Analyzing my Twitter Posts from 2017

A recent post on AEA365, plus my Evaluation Twitter working group, inspired me to finally learn how to scrape tweets in R! The AEA365 post linked to a tutorial on how to get started, which was helpful at first. However, I ran into an issue where only some of my most recent tweets were being scraped and not all of them. I ended up having to pull six waves of data and using the maxID function to grab the entire year’s worth of tweets. I then combined the dataframe and wrote the dataframe to a CSV for further analysis. I spent some time figuring out how to grab the most frequently used terms (this guide was handy) before I gave up and did everything else in Excel.
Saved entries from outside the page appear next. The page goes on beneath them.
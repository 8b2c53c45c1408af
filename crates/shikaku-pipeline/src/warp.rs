//! Perspective resampling into the rectified canvas.
//!
//! Inverse mapping: every destination pixel is projected through the
//! inverted homography to a (usually fractional) source coordinate and
//! sampled bilinearly. Destination pixels whose source coordinate
//! falls outside the image are filled with black; that is expected at
//! the corners of a non-rectangular photograph, not an error.
//!
//! Destination pixels are mapped at their integer coordinates, and
//! out-of-bounds bilinear taps read as black, so edge pixels blend
//! toward the background exactly as the border of the photograph does.

use image::Rgb;

use crate::homography::Homography;
use crate::types::{Dimensions, PipelineError, Point, RgbImage};

/// Warp `image` through `homography` onto a canvas of `out` pixels.
///
/// Deterministic: identical inputs always produce byte-identical
/// output.
///
/// # Errors
///
/// Returns [`PipelineError::SingularTransform`] if the homography
/// cannot be inverted.
pub fn warp_perspective(
    image: &RgbImage,
    homography: &Homography,
    out: Dimensions,
) -> Result<RgbImage, PipelineError> {
    let inverse = homography.inverse()?;

    // A fresh buffer is zeroed, so unmapped pixels stay black.
    let mut output = RgbImage::new(out.width, out.height);
    for y in 0..out.height {
        for x in 0..out.width {
            let src = inverse.apply(Point::new(f64::from(x), f64::from(y)));
            if src.x.is_finite() && src.y.is_finite() {
                output.put_pixel(x, y, sample_bilinear(image, src.x, src.y));
            }
        }
    }
    Ok(output)
}

/// Read one pixel with black extension outside the image bounds.
fn tap(image: &RgbImage, x: i64, y: i64) -> [f64; 3] {
    if x < 0 || y < 0 || x >= i64::from(image.width()) || y >= i64::from(image.height()) {
        return [0.0; 3];
    }
    #[allow(clippy::cast_possible_truncation, clippy::cast_sign_loss)]
    let pixel = image.get_pixel(x as u32, y as u32).0;
    [
        f64::from(pixel[0]),
        f64::from(pixel[1]),
        f64::from(pixel[2]),
    ]
}

/// Bilinear sample at a fractional source coordinate.
#[allow(clippy::cast_possible_truncation)]
fn sample_bilinear(image: &RgbImage, x: f64, y: f64) -> Rgb<u8> {
    let fx = x - x.floor();
    let fy = y - y.floor();
    let x0 = x.floor() as i64;
    let y0 = y.floor() as i64;

    let p00 = tap(image, x0, y0);
    let p10 = tap(image, x0 + 1, y0);
    let p01 = tap(image, x0, y0 + 1);
    let p11 = tap(image, x0 + 1, y0 + 1);

    let mut channels = [0u8; 3];
    for (c, out) in channels.iter_mut().enumerate() {
        let top = fx.mul_add(p10[c] - p00[c], p00[c]);
        let bottom = fx.mul_add(p11[c] - p01[c], p01[c]);
        let value = fy.mul_add(bottom - top, top);
        *out = value.round().clamp(0.0, 255.0) as u8;
    }
    Rgb(channels)
}
//! Dependency injection container for the maze-learner application.
//!
//! This module provides centralized dependency management following hexagonal
//! architecture principles. The container owns infrastructure dependencies and
//! provides factory methods for creating domain objects.

use std::{path::PathBuf, sync::Arc};

use super::config::AgentConfig;
use crate::{
    Error, Result,
    adapters::MsgPackRepository,
    ports::AgentRepository,
    q_learning::{MazeAgent, SavedAgent},
};

/// Application with dependency injection.
///
/// The agent store is optional: an app without one can still create and train
/// agents, but saving reports [`Error::PersistenceUnavailable`].
///
/// # Examples
///
/// ## Production usage
///
/// ```no_run
/// use maze_learner::app::{AgentConfig, App};
///
/// let app = App::with_store("agents");
/// let agent = app.create_agent(AgentConfig::new().with_seed(42))?;
/// let slot = app.save_agent(&agent)?;
/// # Ok::<(), maze_learner::Error>(())
/// ```
///
/// ## Testing with dependency injection
///
/// ```
/// use maze_learner::app::App;
/// use maze_learner::adapters::InMemoryRepository;
///
/// let app = App::for_testing()
///     .with_repository(InMemoryRepository::new())
///     .with_default_seed(42)
///     .build();
/// ```
pub struct App {
    /// Repository for agent persistence
    agent_repository: Option<Arc<dyn AgentRepository>>,
    /// Default random seed (None = non-deterministic)
    default_seed: Option<u64>,
}

impl App {
    /// Create an app with no agent store.
    pub fn new() -> Self {
        Self {
            agent_repository: None,
            default_seed: None,
        }
    }

    /// Create an app that stores agents as MessagePack files under `dir`.
    pub fn with_store<P: Into<PathBuf>>(dir: P) -> Self {
        Self {
            agent_repository: Some(Arc::new(MsgPackRepository::new(dir))),
            default_seed: None,
        }
    }

    /// Create a builder for constructing app with custom dependencies.
    ///
    /// Primarily used for testing with mock/in-memory dependencies.
    pub fn for_testing() -> AppBuilder {
        AppBuilder::new()
    }

    /// Get the agent repository, if one is configured.
    ///
    /// Returns an Arc-wrapped repository that can be shared across threads.
    pub fn agent_repository(&self) -> Option<Arc<dyn AgentRepository>> {
        self.agent_repository.as_ref().map(Arc::clone)
    }

    fn repository(&self) -> Result<&dyn AgentRepository> {
        self.agent_repository
            .as_deref()
            .ok_or(Error::PersistenceUnavailable)
    }

    /// Create a new agent with the given configuration.
    ///
    /// # Errors
    ///
    /// Returns [`Error::InvalidConfiguration`] if the configuration does not
    /// validate.
    pub fn create_agent(&self, config: AgentConfig) -> Result<MazeAgent> {
        config.validate()?;

        let mut agent = MazeAgent::new(
            config.learning_rate,
            config.discount_factor,
            config.exploration_rate,
        )
        .with_max_move_attempts(config.max_move_attempts);

        // Apply seed from config or use container default
        if let Some(seed) = config.seed.or(self.default_seed) {
            agent = agent.with_seed(seed);
        }

        Ok(agent)
    }

    /// Save an agent to a new slot and return the slot index.
    ///
    /// # Errors
    ///
    /// Returns [`Error::PersistenceUnavailable`] if no store is configured.
    pub fn save_agent(&self, agent: &MazeAgent) -> Result<usize> {
        self.repository()?.save(&SavedAgent::from_agent(agent))
    }

    /// Load the agent stored in slot `index`.
    ///
    /// # Errors
    ///
    /// * [`Error::PersistenceUnavailable`] if no store is configured.
    /// * [`Error::AgentNotFound`] if the slot is empty.
    pub fn load_agent(&self, index: usize) -> Result<MazeAgent> {
        self.repository()?.load(index)?.to_agent()
    }

    /// Load the agent in slot `index`, or create a fresh one from `config`
    /// when the store is missing or the slot is empty.
    ///
    /// Other load failures (corrupt files, version mismatch) are returned.
    pub fn load_or_create(&self, index: usize, config: AgentConfig) -> Result<MazeAgent> {
        match self.load_agent(index) {
            Ok(agent) => Ok(agent),
            Err(err) if err.is_persistence_fallback() => {
                eprintln!("Warning: {err}; starting with a fresh agent.");
                self.create_agent(config)
            }
            Err(err) => Err(err),
        }
    }

    /// Occupied slot indices, or an empty list without a store.
    pub fn saved_indices(&self) -> Result<Vec<usize>> {
        match &self.agent_repository {
            Some(repository) => repository.indices(),
            None => Ok(Vec::new()),
        }
    }
}

impl Default for App {
    fn default() -> Self {
        Self::new()
    }
}

/// Builder for constructing app with custom dependencies.
///
/// Primarily used for testing to inject mock repositories and control randomness.
///
/// # Examples
///
/// ```
/// use maze_learner::app::AppBuilder;
/// use maze_learner::adapters::InMemoryRepository;
///
/// let app = AppBuilder::new()
///     .with_repository(InMemoryRepository::new())
///     .with_default_seed(42)
///     .build();
/// ```
pub struct AppBuilder {
    agent_repository: Option<Arc<dyn AgentRepository>>,
    default_seed: Option<u64>,
}

impl AppBuilder {
    /// Create a new app builder.
    pub fn new() -> Self {
        Self {
            agent_repository: None,
            default_seed: None,
        }
    }

    /// Set a custom agent repository.
    pub fn with_repository<R: AgentRepository + 'static>(mut self, repo: R) -> Self {
        self.agent_repository = Some(Arc::new(repo));
        self
    }

    /// Set a default random seed for all agents created by this container.
    ///
    /// Useful for creating deterministic tests.
    pub fn with_default_seed(mut self, seed: u64) -> Self {
        self.default_seed = Some(seed);
        self
    }

    /// Build the app with the configured dependencies.
    ///
    /// If no repository was specified, the app has no store.
    pub fn build(self) -> App {
        App {
            agent_repository: self.agent_repository,
            default_seed: self.default_seed,
        }
    }
}

impl Default for AppBuilder {
    fn default() -> Self {
        Self::new()
    }
}

#[cfg(test)]
mod tests {
    use super::*;
    use crate::adapters::InMemoryRepository;

    #[test]
    fn test_app_creates_agent() {
        let app = App::new();
        let agent = app.create_agent(AgentConfig::new()).unwrap();
        assert_eq!(agent.exploration_rate(), 0.4);
        assert_eq!(agent.training_round(), 0);
    }

    #[test]
    fn test_app_applies_default_seed() {
        let app = App::for_testing().with_default_seed(42).build();

        let a = app.create_agent(AgentConfig::new()).unwrap();
        let b = app.create_agent(AgentConfig::new()).unwrap();
        assert_eq!(a.rng_seed(), Some(42));
        assert_eq!(a.q_table(), b.q_table());
    }

    #[test]
    fn test_config_seed_overrides_app_default() {
        let app = App::for_testing().with_default_seed(42).build();
        let agent = app.create_agent(AgentConfig::new().with_seed(123)).unwrap();
        assert_eq!(agent.rng_seed(), Some(123));
    }

    #[test]
    fn test_save_without_store_is_unavailable() {
        let app = App::new();
        let agent = app.create_agent(AgentConfig::new()).unwrap();
        assert!(matches!(
            app.save_agent(&agent),
            Err(Error::PersistenceUnavailable)
        ));
        assert!(matches!(
            app.load_agent(0),
            Err(Error::PersistenceUnavailable)
        ));
    }

    #[test]
    fn test_load_or_create_falls_back() {
        let app = App::for_testing()
            .with_repository(InMemoryRepository::new())
            .build();
        let agent = app
            .load_or_create(3, AgentConfig::new().with_seed(5))
            .unwrap();
        assert_eq!(agent.training_round(), 0);
        assert_eq!(agent.rng_seed(), Some(5));

        let app = App::new();
        assert!(app.load_or_create(0, AgentConfig::new()).is_ok());
    }

    #[test]
    fn test_save_then_load() {
        let app = App::for_testing()
            .with_repository(InMemoryRepository::new())
            .with_default_seed(1)
            .build();
        let agent = app.create_agent(AgentConfig::new()).unwrap();

        let slot = app.save_agent(&agent).unwrap();
        let loaded = app.load_agent(slot).unwrap();
        assert_eq!(loaded.q_table(), agent.q_table());
        assert_eq!(app.saved_indices().unwrap(), vec![slot]);
    }
}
Overall, I had 996 tweets in 2017. I had about 1,071 mentions, 6,892 visits, and I was going to tell you how many new followers I have but Twitter analytics says 484 (with May having 258!) and I only have 425 so I have a feeling it’s including people who stopped following me. What happened in May?! I have no idea. Maybe some bot service found me and followed/unfollowed me? Who knows.

Most Frequently Used Terms

Not surprisingly, my most frequently used term on Twitter was “eval.” I think next I’ll analyze the #eval hashtag, but I’ll save that for another day. Also, I mention a lot of people (or maybe they are replies?) so those people are highlighted in red.
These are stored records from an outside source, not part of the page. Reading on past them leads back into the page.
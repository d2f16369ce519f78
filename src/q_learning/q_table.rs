//! Dense Q-table for the maze agent

use rand::Rng;
use serde::{Deserialize, Serialize};

use crate::{
    state::{STATE_COUNT, StateIndex},
    types::{ACTION_COUNT, Action},
};

/// Q-table mapping (state, action) pairs to Q-values
///
/// Stored densely as one `[f64; 4]` row per state. Rows are indexed by
/// [`StateIndex`] and columns by [`Action::index`].
#[derive(Debug, Clone, PartialEq, Serialize, Deserialize)]
pub struct QTable {
    /// Q-values, one row per state
    rows: Vec<[f64; ACTION_COUNT]>,
    /// Learning rate α
    learning_rate: f64,
    /// Discount factor γ
    discount_factor: f64,
}

impl QTable {
    /// Create a Q-table with every entry drawn uniformly from the integers
    /// `0..4`.
    pub fn new_random<R: Rng>(learning_rate: f64, discount_factor: f64, rng: &mut R) -> Self {
        let rows: Vec<[f64; ACTION_COUNT]> = (0..STATE_COUNT)
            .map(|_| std::array::from_fn(|_| rng.random_range(0..ACTION_COUNT) as f64))
            .collect();
        Self {
            rows,
            learning_rate,
            discount_factor,
        }
    }

    /// Create a Q-table with every entry set to `value`.
    pub fn filled(learning_rate: f64, discount_factor: f64, value: f64) -> Self {
        Self {
            rows: vec![[value; ACTION_COUNT]; STATE_COUNT],
            learning_rate,
            discount_factor,
        }
    }

    /// Get Q-value for a state-action pair
    pub fn get(&self, state: StateIndex, action: Action) -> f64 {
        self.rows[state.index()][action.index()]
    }

    /// Set Q-value for a state-action pair
    pub fn set(&mut self, state: StateIndex, action: Action, value: f64) {
        self.rows[state.index()][action.index()] = value;
    }

    /// All Q-values of a state, in action order
    pub fn row(&self, state: StateIndex) -> &[f64; ACTION_COUNT] {
        &self.rows[state.index()]
    }

    /// Maximum Q-value over all actions in a state
    pub fn max_q(&self, state: StateIndex) -> f64 {
        self.row(state).iter().copied().fold(f64::NEG_INFINITY, f64::max)
    }

    /// Greedy action: the first action (in index order) holding the maximum
    /// Q-value
    pub fn greedy_action(&self, state: StateIndex) -> Action {
        self.greedy_action_excluding(state, &[])
            .unwrap_or(Action::Left)
    }

    /// Greedy action among the actions not listed in `excluded`
    ///
    /// Returns `None` when every action is excluded.
    pub fn greedy_action_excluding(&self, state: StateIndex, excluded: &[Action]) -> Option<Action> {
        let row = self.row(state);
        let mut best: Option<(Action, f64)> = None;
        for action in Action::ALL {
            if excluded.contains(&action) {
                continue;
            }
            let value = row[action.index()];
            if best.is_none_or(|(_, best_value)| value > best_value) {
                best = Some((action, value));
            }
        }
        best.map(|(action, _)| action)
    }

    /// Q-learning update: off-policy TD control
    ///
    /// Q(s,a) ← (1-α)·Q(s,a) + α·(r + γ·max_a' Q(s',a'))
    ///
    /// Returns the new value of Q(s,a).
    pub fn q_learning_update(
        &mut self,
        state: StateIndex,
        action: Action,
        reward: f64,
        next_state: StateIndex,
    ) -> f64 {
        let current_q = self.get(state, action);
        let td_target = reward + self.discount_factor * self.max_q(next_state);
        let new_q = (1.0 - self.learning_rate) * current_q + self.learning_rate * td_target;
        self.set(state, action, new_q);
        new_q
    }

    pub fn learning_rate(&self) -> f64 {
        self.learning_rate
    }

    pub fn discount_factor(&self) -> f64 {
        self.discount_factor
    }

    /// Number of state rows
    pub fn len(&self) -> usize {
        self.rows.len()
    }

    pub fn is_empty(&self) -> bool {
        self.rows.is_empty()
    }

    /// Whether the table has one row per state
    pub fn has_full_shape(&self) -> bool {
        self.rows.len() == STATE_COUNT
    }

    /// Iterate over (state, row) pairs
    pub fn iter(&self) -> impl Iterator<Item = (StateIndex, &[f64; ACTION_COUNT])> {
        self.rows
            .iter()
            .enumerate()
            .filter_map(|(index, row)| StateIndex::new(index).map(|state| (state, row)))
    }
}

#[cfg(test)]
mod tests {
    use rand::{SeedableRng, rngs::StdRng};

    use super::*;

    fn state(raw: usize) -> StateIndex {
        StateIndex::new(raw).unwrap()
    }

    #[test]
    fn test_random_initialization_range() {
        let mut rng = StdRng::seed_from_u64(5);
        let table = QTable::new_random(0.9, 0.8, &mut rng);
        assert_eq!(table.len(), STATE_COUNT);
        for (_, row) in table.iter() {
            for &value in row {
                assert!((0.0..4.0).contains(&value));
                assert_eq!(value.fract(), 0.0);
            }
        }
    }

    #[test]
    fn test_qtable_set_get() {
        let mut table = QTable::filled(0.9, 0.8, 0.0);
        table.set(state(17), Action::Up, 1.5);
        assert_eq!(table.get(state(17), Action::Up), 1.5);
        assert_eq!(table.get(state(17), Action::Down), 0.0);
    }

    #[test]
    fn test_max_q() {
        let mut table = QTable::filled(0.9, 0.8, 0.0);
        table.set(state(3), Action::Left, 0.5);
        table.set(state(3), Action::Right, 1.5);
        table.set(state(3), Action::Down, -0.8);
        assert_eq!(table.max_q(state(3)), 1.5);
    }

    #[test]
    fn test_greedy_action_first_max_wins() {
        let mut table = QTable::filled(0.9, 0.8, 1.0);
        assert_eq!(table.greedy_action(state(0)), Action::Left);

        table.set(state(0), Action::Up, 2.0);
        table.set(state(0), Action::Down, 2.0);
        assert_eq!(table.greedy_action(state(0)), Action::Up);
    }

    #[test]
    fn test_greedy_action_excluding() {
        let mut table = QTable::filled(0.9, 0.8, 0.0);
        table.set(state(9), Action::Right, 3.0);
        table.set(state(9), Action::Up, 2.0);

        assert_eq!(
            table.greedy_action_excluding(state(9), &[Action::Right]),
            Some(Action::Up)
        );
        assert_eq!(
            table.greedy_action_excluding(state(9), &[Action::Right, Action::Up]),
            Some(Action::Left)
        );
        assert_eq!(table.greedy_action_excluding(state(9), &Action::ALL), None);
    }

    #[test]
    fn test_q_learning_update() {
        let mut table = QTable::filled(0.9, 0.8, 0.0);
        table.set(state(2), Action::Left, 1.0);
        table.set(state(2), Action::Up, 2.0);

        let updated = table.q_learning_update(state(1), Action::Right, -1.0, state(2));

        // Q(s,a) = 0.1 * 0.0 + 0.9 * (-1.0 + 0.8 * 2.0) = 0.54
        assert!((updated - 0.54).abs() < 1e-12);
        assert_eq!(table.get(state(1), Action::Right), updated);
    }
}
My Most Liked/Retweeted Tweets

Unfortunately, my most liked and retweeted tweet had absolutely nothing to do with eval, but it was pretty fun and exciting to have it “blow up” like it did.

Otherwise, here are some of my other most liked and/or retweeted tweets:

Overall, this was a fun little exercise! What else should I analyze?

 

 

 

R Code

If you are interested in my messy R code, here it is. The scraping was fairly straight forward, but cleaning up the text is something I had never done before and subsequently the code could probably be cleaned up.

#Load required packages
library(stringr)
library(twitteR)
library(purrr)
library(tidytext)
library(dplyr)
library(tidyr)
library(lubridate)
library(scales)
library(broom)
library(ggplot2)

#Get access to Twitter. 
#Instructions here: http://www.interhacktives.com/2017/01/25/scrape-tweets-r-journalists/
consumerKey = "INSERT"  
consumerSecret = "INSERT"
accessToken = "INSERT"
accessSecret = "INSERT"
options(httr_oauth_cache=TRUE)
setup_twitter_oauth(consumer_key = consumerKey, consumer_secret = consumerSecret,
                    access_token = accessToken, access_secret = accessSecret)

# Scrape tweets
danatweets1 <- userTimeline("danawanzer", n = 3200)
danatweets1_df <- tbl_df(map_df(danatweets1, as.data.frame))
danatweets2 <- userTimeline("danawanzer", n = 3200, maxID = 928590693353869000)
danatweets2_df <- tbl_df(map_df(danatweets2, as.data.frame))
danatweets3 <- userTimeline("danawanzer", n = 3200, maxID = 895516853119758337)
danatweets3_df <- tbl_df(map_df(danatweets3, as.data.frame))
danatweets4 <- userTimeline("danawanzer", n = 3200, maxID = 870360671313043456)
danatweets4_df <- tbl_df(map_df(danatweets4, as.data.frame))
danatweets5 <- userTimeline("danawanzer", n = 3200, maxID = 851081522169864192)
danatweets5_df <- tbl_df(map_df(danatweets5, as.data.frame))
danatweets6 <- userTimeline("danawanzer", n = 3200, maxID = 846499061079289856)
danatweets6_df <- tbl_df(map_df(danatweets6, as.data.frame))
danatweets7 <- userTimeline("danawanzer", n = 3200, maxID = 836019959239094273)
danatweets7_df <- tbl_df(map_df(danatweets7, as.data.frame))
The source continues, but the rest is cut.